Epps: Alabama could be in for a scrappy Sugar Bowl

Tuesday, December 30, 2008


By:
Darren Epps

We’re a little less fond of the little guy in college football. We cheered George Mason’s run in the NCAA basketball tournament two years ago, but no one is exactly protesting the Utah football team’s exclusion from the BCS national title game. Very few want to see the Utes play for a championship. We like our championship football teams big and powerful and tradition-rich.

But then the BCS started allowing more smaller schools the chance to play the powers in major bowl games — for all of its faults, that’s a plus — and we saw some surprises. Utah absolutely mauled Pittsburgh 35-7 in the 2005 Fiesta Bowl.

And, of course, Boise State toppled Oklahoma 43-42 — the greatest sporting event I’ve ever watched — in the 2007 Fiesta Bowl. Maybe the little guy deserved some respect.

And then this happened in the Sugar Bowl: Georgia 41, Hawaii 10. That one really set back the non-BCS schools.

The undefeated Warriors, who received a first-place vote in all three polls, got physically embarrassed. I kept waiting for Mills Lane to run on the field waving his arms, trying to stop the fight. Colt Brennan, sacked eight times in just more than three quarters, is probably still spooked by anyone wearing black. Hawaii, now a punchline despite that lone loss, finished with all the 9-4 teams in the final polls.

And so it’s only natural, one year later in the same bowl game, that Utah must face questions about their place in a BCS game. The Utes are undefeated. They’re playing an SEC team. And Alabama, like Georgia a year ago, flirted with a BCS title-game berth.

“I’d be less than honest to say we weren’t a bit concerned about the outcome of last year’s game,” Sugar Bowl CEO Paul Hoolahan admitted during a teleconference earlier this month, but he also said he still felt good about Utah.

Let me just tell you how much Utah quarterback Brian Johnson loves that comparison. Now in New Orleans for more pre-Sugar Bowl preparations, Johnson said he hears the question quite often: Why are you different than Hawaii?

“Our strength of schedule is higher than Hawaii’s was, that’s why,” Johnson said during a phone conversation Sunday, and then he starts speaking passionately. “We played some tough teams. We played the second-place team in the Pac-10 and beat them. We beat three ranked teams this season. Hawaii didn’t come close to that.

“It’s motivation for us. We’re going to go out there and play the game and show the rest of the country what we’re able to do. We’re excited about that.”

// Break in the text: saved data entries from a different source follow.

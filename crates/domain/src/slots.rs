// Copyright (C) 2026 Fred Clausen
// Use of this source code is governed by an MIT-style
// license that can be found in the LICENSE file or at
// https://opensource.org/licenses/MIT.

//! Availability slots and free-range merging.
//!
//! The booking API reports one day as a sequence of fixed-width slots, each
//! flagged available or not. The calendar shows contiguous free ranges
//! instead, so consecutive available slots are merged here.
//!
//! ## Invariants
//!
//! - Input slots are time-ordered and contiguous (server guarantee)
//! - Slot widths are not assumed to be uniform
//! - Output ranges are ordered, non-overlapping and maximal

use crate::error::DomainError;
use serde::{Deserialize, Serialize};
use time::{Date, Time, macros::format_description};

/// One scheduler slot for one day.
#[derive(Debug, Clone, PartialEq, Eq, Serialize, Deserialize)]
pub struct TimeSlot {
    /// Slot start (wall clock).
    #[serde(with = "hhmm")]
    pub start: Time,
    /// Slot end (wall clock).
    #[serde(with = "hhmm")]
    pub end: Time,
    /// Whether at least one technician can take a job in this slot.
    pub available: bool,
    /// Technicians free for the whole slot.
    #[serde(default)]
    pub available_tech_ids: Vec<i64>,
}

impl TimeSlot {
    /// Creates a new slot.
    #[must_use]
    pub const fn new(start: Time, end: Time, available: bool) -> Self {
        Self {
            start,
            end,
            available,
            available_tech_ids: Vec::new(),
        }
    }
}

/// A maximal run of available slots.
#[derive(Debug, Clone, Copy, PartialEq, Eq, Serialize, Deserialize)]
pub struct FreeRange {
    /// Start of the first slot in the run.
    #[serde(with = "hhmm")]
    pub start: Time,
    /// End of the last slot in the run.
    #[serde(with = "hhmm")]
    pub end: Time,
}

/// Merges consecutive available slots into free ranges.
///
/// A single left-to-right scan. An unavailable slot closes the open range,
/// if any.
///
/// # Example
///
/// ```text
/// 09:00-09:30 available
/// 09:30-10:00 available
/// 10:00-10:30 unavailable
/// 10:30-11:00 available
///
/// => [09:00-10:00, 10:30-11:00]
/// ```
#[must_use]
pub fn merge_available_ranges(slots: &[TimeSlot]) -> Vec<FreeRange> {
    let mut ranges: Vec<FreeRange> = Vec::new();
    let mut open: Option<FreeRange> = None;

    for slot in slots {
        if slot.available {
            let start: Time = open.map_or(slot.start, |range| range.start);
            open = Some(FreeRange {
                start,
                end: slot.end,
            });
        } else if let Some(range) = open.take() {
            ranges.push(range);
        }
    }

    if let Some(range) = open {
        ranges.push(range);
    }

    ranges
}

/// Parses a wall-clock time in `HH:MM` or `HH:MM:SS` form.
///
/// # Errors
///
/// Returns an error if the text matches neither form.
pub fn parse_time(text: &str) -> Result<Time, DomainError> {
    let trimmed: &str = text.trim();
    Time::parse(trimmed, format_description!("[hour]:[minute]"))
        .or_else(|_| Time::parse(trimmed, format_description!("[hour]:[minute]:[second]")))
        .map_err(|_| DomainError::InvalidTime(text.to_string()))
}

/// Parses an ISO 8601 calendar date (`YYYY-MM-DD`).
///
/// # Errors
///
/// Returns an error if the text is not a valid date.
pub fn parse_date(text: &str) -> Result<Date, DomainError> {
    Date::parse(text.trim(), format_description!("[year]-[month]-[day]")).map_err(|e| {
        DomainError::DateParseError {
            date_string: text.to_string(),
            error: e.to_string(),
        }
    })
}

/// Formats a date as `YYYY-MM-DD`.
#[must_use]
pub fn format_date(date: Date) -> String {
    format!(
        "{:04}-{:02}-{:02}",
        date.year(),
        u8::from(date.month()),
        date.day()
    )
}

/// Serde adapter for `HH:MM` wall-clock times.
pub mod hhmm {
    use serde::{Deserialize, Deserializer, Serializer};
    use time::Time;

    /// Serializes a time as `HH:MM`.
    ///
    /// # Errors
    ///
    /// Propagates serializer errors.
    pub fn serialize<S>(value: &Time, serializer: S) -> Result<S::Ok, S::Error>
    where
        S: Serializer,
    {
        serializer.serialize_str(&format!("{:02}:{:02}", value.hour(), value.minute()))
    }

    /// Deserializes `HH:MM` or `HH:MM:SS`.
    ///
    /// # Errors
    ///
    /// Returns an error if the string is not a valid time.
    pub fn deserialize<'de, D>(deserializer: D) -> Result<Time, D::Error>
    where
        D: Deserializer<'de>,
    {
        let text: String = String::deserialize(deserializer)?;
        super::parse_time(&text).map_err(serde::de::Error::custom)
    }
}

/// Serde adapter for `YYYY-MM-DD` dates.
pub mod iso_date {
    use serde::{Deserialize, Deserializer, Serializer};
    use time::Date;

    /// Serializes a date as `YYYY-MM-DD`.
    ///
    /// # Errors
    ///
    /// Propagates serializer errors.
    pub fn serialize<S>(value: &Date, serializer: S) -> Result<S::Ok, S::Error>
    where
        S: Serializer,
    {
        serializer.serialize_str(&super::format_date(*value))
    }

    /// Deserializes a `YYYY-MM-DD` date.
    ///
    /// # Errors
    ///
    /// Returns an error if the string is not a valid date.
    pub fn deserialize<'de, D>(deserializer: D) -> Result<Date, D::Error>
    where
        D: Deserializer<'de>,
    {
        let text: String = String::deserialize(deserializer)?;
        super::parse_date(&text).map_err(serde::de::Error::custom)
    }
}
// Copyright (C) 2026 Fred Clausen
// Use of this source code is governed by an MIT-style
// license that can be found in the LICENSE file or at
// https://opensource.org/licenses/MIT.

//! Bounded-parallelism batch mapping.
//!
//! ## Invariants
//!
//! - At most `limit` mapper futures are in flight at any time
//! - Output index `i` always holds the result for input index `i`
//! - Each output slot is written exactly once
//! - The first mapper error aborts the batch; callers that need partial
//!   tolerance must catch inside their mapper and return a fallback

use futures::stream::{self, StreamExt, TryStreamExt};
use std::future::Future;

/// Maps `items` through an async `mapper` with at most `limit` calls in flight.
///
/// The mapper receives each item together with its input index. Results are
/// returned in input order regardless of completion order. A `limit` of 0 is
/// treated as 1.
///
/// # Errors
///
/// Returns the first error produced by `mapper`. Mappers still running when
/// the error surfaces are dropped.
pub async fn bounded_concurrent_map<T, R, E, F, Fut>(
    items: Vec<T>,
    limit: usize,
    mapper: F,
) -> Result<Vec<R>, E>
where
    F: Fn(T, usize) -> Fut,
    Fut: Future<Output = Result<R, E>>,
{
    let total: usize = items.len();
    let mut slots: Vec<Option<R>> = std::iter::repeat_with(|| None).take(total).collect();

    let mut in_flight = std::pin::pin!(
        stream::iter(items.into_iter().enumerate())
            .map(|(index, item)| {
                let pending: Fut = mapper(item, index);
                async move { pending.await.map(|value| (index, value)) }
            })
            .buffer_unordered(limit.max(1))
    );

    while let Some((index, value)) = in_flight.try_next().await? {
        slots[index] = Some(value);
    }

    // Every index was yielded exactly once by the stream above.
    Ok(slots.into_iter().flatten().collect())
}

#[cfg(test)]
#[allow(clippy::unwrap_used)]
mod tests {
    use super::*;
    use std::sync::Arc;
    use std::sync::atomic::{AtomicUsize, Ordering};
    use std::time::Duration;

    #[tokio::test]
    async fn test_results_are_index_aligned() {
        // Later items finish first.
        let delays: Vec<u64> = vec![50, 40, 30, 20, 10];

        let results: Vec<usize> = bounded_concurrent_map(delays, 2, |delay, index| async move {
            tokio::time::sleep(Duration::from_millis(delay)).await;
            Ok::<usize, ()>(index * 10)
        })
        .await
        .unwrap();

        assert_eq!(results, vec![0, 10, 20, 30, 40]);
    }

    #[tokio::test]
    async fn test_never_exceeds_limit() {
        let active = Arc::new(AtomicUsize::new(0));
        let peak = Arc::new(AtomicUsize::new(0));

        let items: Vec<u32> = (0..12).collect();
        let results = bounded_concurrent_map(items, 3, |item, _| {
            let active = Arc::clone(&active);
            let peak = Arc::clone(&peak);
            async move {
                let now = active.fetch_add(1, Ordering::SeqCst) + 1;
                peak.fetch_max(now, Ordering::SeqCst);
                tokio::time::sleep(Duration::from_millis(5)).await;
                active.fetch_sub(1, Ordering::SeqCst);
                Ok::<u32, ()>(item + 1)
            }
        })
        .await
        .unwrap();

        assert_eq!(results.len(), 12);
        assert_eq!(results[11], 12);
        assert!(peak.load(Ordering::SeqCst) <= 3);
        assert!(peak.load(Ordering::SeqCst) >= 2);
    }

    #[tokio::test]
    async fn test_empty_input() {
        let results: Vec<u8> =
            bounded_concurrent_map(Vec::<u8>::new(), 4, |item, _| async move {
                Ok::<u8, ()>(item)
            })
            .await
            .unwrap();

        assert!(results.is_empty());
    }

    #[tokio::test]
    async fn test_zero_limit_still_runs() {
        let results = bounded_concurrent_map(vec![1, 2, 3], 0, |item, _| async move {
            Ok::<i32, ()>(item * 2)
        })
        .await
        .unwrap();

        assert_eq!(results, vec![2, 4, 6]);
    }

    #[tokio::test]
    async fn test_error_aborts_batch() {
        let result = bounded_concurrent_map(vec![1, 2, 3, 4, 5], 2, |item, _| async move {
            if item == 3 {
                Err(format!("item {item} failed"))
            } else {
                Ok(item)
            }
        })
        .await;

        assert_eq!(result, Err(String::from("item 3 failed")));
    }

    #[tokio::test]
    async fn test_mapper_fallback_keeps_batch_alive() {
        let results = bounded_concurrent_map(vec![1, 2, 3, 4, 5], 2, |item, _| async move {
            let fetched: Result<i32, String> = if item % 2 == 0 {
                Err(String::from("upstream down"))
            } else {
                Ok(item)
            };
            Ok::<i32, String>(fetched.unwrap_or(-1))
        })
        .await
        .unwrap();

        assert_eq!(results, vec![1, -1, 3, -1, 5]);
    }
}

You know what? He’s totally right. Hawaii beat one ranked team, Boise State, last year. To be fair, the Warriors did look really good against Northern Colorado, Charleston Southern and West Central’s Beauty College and Art School.

Utah will play Alabama close on Friday, and not just because left tackle Andre Smith is suspended for the game (though Alabama’s performance without him against Tulane was disconcerting). The Utes are absolutely legit. They won at The Big House. They beat Oregon State, which almost made the Rose Bowl. They beat TCU. They destroyed BYU.

And you must also remember this: A jilted underdog — and Johnson said he knows Utah isn’t getting a ton of love in this game — is dangerous. But a jilted underdog filled with underdogs? That’s even scarier. Take Johnson, for instance.

Johnson played receiver and defensive back during his junior year of high school because Drew Tate, who eventually played at Iowa, was the quarterback. Until then-Utah coach Urban Meyer saw Johnson play his senior year, the Texas native was choosing between “mostly I-AA offers.” No one really wanted him.

Now, Johnson is a star and, just a warning to Alabama fans, you don’t want him with the ball in the final minutes of a close game. Johnson directed two scoring drives in the final 1:29 to beat Oregon State. He led an 80-yard drive with less than three minutes remaining to beat TCU.

“We enjoy being the underdog,” Johnson said. “It’s something we have to deal with throughout the season and our entire careers. I think everybody that comes here is built from the same mold. We’re not the biggest, strongest, fastest guys. But we work hard to develop, and we play for each other.”

And they aren’t playing to restore belief in the non-BCS schools. They are not Hawaii. And they aren’t playing to make up for Hawaii, either.

“We’re playing for the Utes. That’s what it’s about,” Johnson said. “We’ve gotten here, and we’ve earned it and deserved it.”